Feature Z7. The gaming machine according to feature Z6, wherein the second trigger event is that a predetermined operation means (reset button 68c) is operated.

According to feature Z7, in order to generate the settable situation, it is necessary not only to start supplying operating power to the control means and to generate the first trigger event, but also to operate the predetermined operation means. This makes it difficult for people to illegally set setting values to be used, while also preventing the operations to legitimately create a setting-enabled situation from becoming excessively complicated. becomes possible.

Feature Z8. Information erasing means ( The gaming machine according to feature Z6 or Z7, further comprising a function of executing the process of step S7915 in the main CPU 63.

According to feature Z8, the conditions for generating a settable situation and the setting values to be used in a situation that is not a settable situation are established by using the second trigger event necessary to execute the information deletion process. It becomes possible to make the conditions for making the notification different.

Feature Z9. The gaming machine according to feature Z8, wherein the information erasing means executes the information erasing process even when the setting possible situation occurs.

According to feature Z9, it is possible to execute the information deletion process when the setting becomes possible.

Feature Z10. A situation in which the occurrence of the second triggering event is specified by the second specifying means in a situation where the process at the time of supply start is being executed, and the occurrence of the first triggering event is specified by the first specifying means. The gaming machine according to feature Z8 or Z9, characterized in that if the setting is not possible, the information erasing means executes the information erasing process even though the setting is not possible.

According to feature Z10, depending on whether or not the first trigger event is generated when the supply of operating power to the control means is started, information erasure processing is executed and a setting possible state is reached; It is possible to select a case where the deletion process is executed but the setting is not possible.

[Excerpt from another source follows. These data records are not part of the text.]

//! HTTP client utilities
//!
//! Provides a reqwest::Client configured with a timeout and the server's user
//! agent. reqwest picks up HTTP(S)_PROXY / NO_PROXY from the environment.

use crate::error::AppError;
use reqwest::Client;
use std::time::Duration;

pub const USER_AGENT: &str = concat!("facebook-pages-mcp/", env!("CARGO_PKG_VERSION"));

/// Build a reqwest Client with the given timeout
pub fn client_with_timeout(timeout: Duration) -> Result<Client, AppError> {
    Client::builder()
        .timeout(timeout)
        .connect_timeout(timeout.min(Duration::from_secs(10)))
        .user_agent(USER_AGENT)
        .build()
        .map_err(|e| AppError::Internal(format!("Failed to create HTTP client: {}", e)))
}

#[cfg(test)]
mod tests {
    use super::*;

    #[test]
    fn test_client_builds() {
        assert!(client_with_timeout(Duration::from_secs(5)).is_ok());
        assert!(USER_AGENT.starts_with("facebook-pages-mcp/"));
    }
}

Note that for the configuration of features Z1 to Z10, features A1 to A15, features B1 to B7, features C1 to C5, features D1 to D10, features E1 to E6, features F1 to F3, features G1 to G18, and features H1 to H7, Features I1 to I9, Features J1 to J4, Features K1 to K7, Features L1 to L20, Features M1 to M7, Features N1 to N6, Features O1 to O11, Features P1 to P12, Features Q1 to Q5, Features R1 to R17, Features S1 to S8, Features T1 to T13, Features U1 to U8, Features V1 to V6, Features W1 to W11, Features X1 to X11, Features Y1 to Y11, Features Z1 to Z10, Features a1 to a3, Features b1 to Any one or more configurations of b7 may be applied. Thereby, it becomes possible to produce a synergistic effect by the combined configuration.

<Characteristic group a>
Feature a1. a setting means (a function for executing setting value update processing in the main CPU 63) for setting a setting value to be used from among setting values in multiple stages corresponding to the player's advantage level;
Situation generation means for creating a setting enable situation in which the setting value to be used can be set by the setting means (function for executing the processing of step S7905, step S7916, and step S7917 in the main CPU 63) and,
an information erasing means (a function that executes the process of step S7915 in the main CPU 63) that executes information erasing processing;
a setting notification means (a function for executing a setting confirmation process in the main CPU 63) for notifying the setting value of the usage target in a situation where the setting is not possible;
a first specifying means for specifying the occurrence of a first trigger event (a function of executing the processes of step S7912 and step S7916 in the main CPU 63);
a second specifying means for specifying the occurrence of the second trigger event (a function for executing the process of step S7905 in the main CPU 63);
Equipped with
The situation generating means specifies that the first triggering event occurs in a situation where the supply of operating power to the control means having the setting means is started and processing at the time of supply start is being executed, by the first specifying means. and the occurrence of the second triggering event is specified by the second specifying means, so that the setting possible situation is set;
The information erasing means performs the information erasing process based on the fact that the second specifying means has identified the occurrence of the second trigger event in the situation where the supply start process is being executed. Run
A situation in which the occurrence of the second triggering event is specified by the second specifying means in a situation where the process at the time of supply start is being executed, and the occurrence of the first triggering event is specified by the first specifying means. If the situation is such that the setting is not possible, the information erasing means executes the information erasing process, although the setting is not possible.
The setting notification means is configured to detect the occurrence of the first trigger event in a situation where the first specifying means specifies the occurrence of the first trigger event in a situation where the supply start process is being executed, and the second specifying device specifies the second trigger event. A gaming machine characterized in that, based on a situation in which the occurrence of a triggering event is not specified, notification of the setting value of the target to be used in a situation where the setting is not possible is performed.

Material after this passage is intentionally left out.